BEGIN
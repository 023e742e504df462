//! CART (Classification and Regression Tree) builder
//!
//! Deterministic exact-greedy regression trees over fixed-point features.
//! Each feature column is sorted once per training run; a node keeps its
//! samples in every column's order so split search is a single prefix sweep.

use mhd_pricing_core::gbdt::{Node, Tree};

use crate::deterministic::SplitTieBreaker;

/// Training parameters for a single tree
#[derive(Clone, Debug)]
pub struct TreeConfig {
    pub max_depth: usize,
    pub min_samples_leaf: usize,
    /// Candidate thresholds only where `value / quant_step` changes
    pub quant_step: i64,
}

impl Default for TreeConfig {
    fn default() -> Self {
        Self {
            max_depth: 6,
            min_samples_leaf: 3,
            quant_step: 1000,
        }
    }
}

/// Per-feature sample orderings, computed once and shared by every tree.
#[derive(Clone, Debug)]
pub struct SortedColumns {
    orders: Vec<Vec<usize>>,
}

impl SortedColumns {
    pub fn new(features: &[Vec<i64>]) -> Self {
        let feature_count = features.first().map_or(0, Vec::len);
        let orders = (0..feature_count)
            .map(|f| {
                let mut order: Vec<usize> = (0..features.len()).collect();
                order.sort_by_key(|&i| (features[i][f], i));
                order
            })
            .collect();
        Self { orders }
    }

    pub fn feature_count(&self) -> usize {
        self.orders.len()
    }
}

/// Split candidate with gain and tie-breaker
#[derive(Debug, Clone)]
struct SplitCandidate {
    feature_idx: usize,
    threshold: i64,
    gain: i128,
    tie_breaker: SplitTieBreaker,
}

impl SplitCandidate {
    fn new(feature_idx: usize, threshold: i64, gain: i128, node_id: usize) -> Self {
        Self {
            feature_idx,
            threshold,
            gain,
            tie_breaker: SplitTieBreaker::new(feature_idx, threshold, node_id),
        }
    }

    fn beats(&self, current: &SplitCandidate) -> bool {
        self.gain > current.gain
            || (self.gain == current.gain && self.tie_breaker < current.tie_breaker)
    }
}

/// Samples reaching a node, in each feature's sorted order.
struct NodeSamples {
    orders: Vec<Vec<usize>>,
    len: usize,
}

/// Build a regression tree on squared-error gradients (unit hessians).
pub struct CartBuilder<'a> {
    config: TreeConfig,
    features: &'a [Vec<i64>],
    gradients: &'a [i64],
    columns: &'a SortedColumns,
}

impl<'a> CartBuilder<'a> {
    pub fn new(
        features: &'a [Vec<i64>],
        gradients: &'a [i64],
        columns: &'a SortedColumns,
        config: TreeConfig,
    ) -> Self {
        Self {
            config,
            features,
            gradients,
            columns,
        }
    }

    /// Build a tree whose contribution is scaled by `weight`.
    pub fn build(&self, weight: i64) -> Tree {
        let mut nodes = Vec::new();
        let len = self.features.len().min(self.gradients.len());
        if len == 0 {
            nodes.push(Node::leaf(0, 0));
            return Tree::new(nodes, weight);
        }
        let root = NodeSamples {
            orders: self.columns.orders.clone(),
            len,
        };
        self.build_node(root, 0, &mut nodes, 0);
        Tree::new(nodes, weight)
    }

    /// Recursively build nodes in pre-order; returns the node's index.
    fn build_node(
        &self,
        samples: NodeSamples,
        depth: usize,
        nodes: &mut Vec<Node>,
        node_id: usize,
    ) -> i32 {
        let current_idx = nodes.len() as i32;
        let leaf_value = self.leaf_value(&samples);

        if depth >= self.config.max_depth
            || samples.len < 2 * self.config.min_samples_leaf.max(1)
            || samples.orders.is_empty()
        {
            nodes.push(Node::leaf(current_idx, leaf_value));
            return current_idx;
        }

        let Some(split) = self.find_best_split(&samples, node_id) else {
            nodes.push(Node::leaf(current_idx, leaf_value));
            return current_idx;
        };

        let (left, right) = self.partition(samples, split.feature_idx, split.threshold);

        // Reserve space for current node
        nodes.push(Node::internal(
            current_idx,
            split.feature_idx as i32,
            split.threshold,
            -1,
            -1,
        ));

        let left_idx = self.build_node(left, depth + 1, nodes, node_id * 2 + 1);
        let right_idx = self.build_node(right, depth + 1, nodes, node_id * 2 + 2);

        nodes[current_idx as usize].left = left_idx;
        nodes[current_idx as usize].right = right_idx;

        current_idx
    }

    /// Exact-greedy search over every feature's sorted order.
    ///
    /// Gain = G_l²/n_l + G_r²/n_r - G²/n, in i128.
    fn find_best_split(&self, samples: &NodeSamples, node_id: usize) -> Option<SplitCandidate> {
        let min_leaf = self.config.min_samples_leaf.max(1);
        let step = self.config.quant_step.max(1);
        let total = self.sum_gradients(&samples.orders[0]);
        let n = samples.len as i128;
        let parent_score = total * total / n;

        let mut best: Option<SplitCandidate> = None;

        for (feature_idx, order) in samples.orders.iter().enumerate() {
            let mut left_sum = 0i128;
            for pos in 0..order.len() - 1 {
                let idx = order[pos];
                left_sum += i128::from(self.gradients[idx]);

                let left_n = pos + 1;
                let right_n = order.len() - left_n;
                if left_n < min_leaf {
                    continue;
                }
                if right_n < min_leaf {
                    break;
                }

                let value = self.features[idx][feature_idx];
                let next = self.features[order[pos + 1]][feature_idx];
                if value.div_euclid(step) == next.div_euclid(step) {
                    continue;
                }

                let right_sum = total - left_sum;
                let gain = left_sum * left_sum / left_n as i128
                    + right_sum * right_sum / right_n as i128
                    - parent_score;
                if gain <= 0 {
                    continue;
                }

                let candidate = SplitCandidate::new(feature_idx, value, gain, node_id);
                if best.as_ref().map_or(true, |current| candidate.beats(current)) {
                    best = Some(candidate);
                }
            }
        }

        best
    }

    /// Stable partition of every column order by `feature <= threshold`.
    fn partition(
        &self,
        samples: NodeSamples,
        feature_idx: usize,
        threshold: i64,
    ) -> (NodeSamples, NodeSamples) {
        let goes_left = |idx: usize| self.features[idx][feature_idx] <= threshold;
        let mut left_orders = Vec::with_capacity(samples.orders.len());
        let mut right_orders = Vec::with_capacity(samples.orders.len());
        for order in samples.orders {
            let (l, r): (Vec<usize>, Vec<usize>) = order.into_iter().partition(|&i| goes_left(i));
            left_orders.push(l);
            right_orders.push(r);
        }
        let left_len = left_orders.first().map_or(0, Vec::len);
        let right_len = right_orders.first().map_or(0, Vec::len);
        (
            NodeSamples {
                orders: left_orders,
                len: left_len,
            },
            NodeSamples {
                orders: right_orders,
                len: right_len,
            },
        )
    }

    fn sum_gradients(&self, indices: &[usize]) -> i128 {
        indices
            .iter()
            .map(|&idx| i128::from(self.gradients[idx]))
            .sum()
    }

    /// Optimal leaf value for unit hessians: -G/n
    fn leaf_value(&self, samples: &NodeSamples) -> i64 {
        if samples.len == 0 {
            return 0;
        }
        let sum = match samples.orders.first() {
            Some(order) => self.sum_gradients(order),
            None => self.sum_gradients(&(0..samples.len).collect::<Vec<_>>()),
        };
        let value = -(sum / samples.len as i128);
        value.clamp(i128::from(i64::MIN), i128::from(i64::MAX)) as i64
    }
}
END
Looking at the material above, say how many of its lines hold the word "None", giving only the number.

2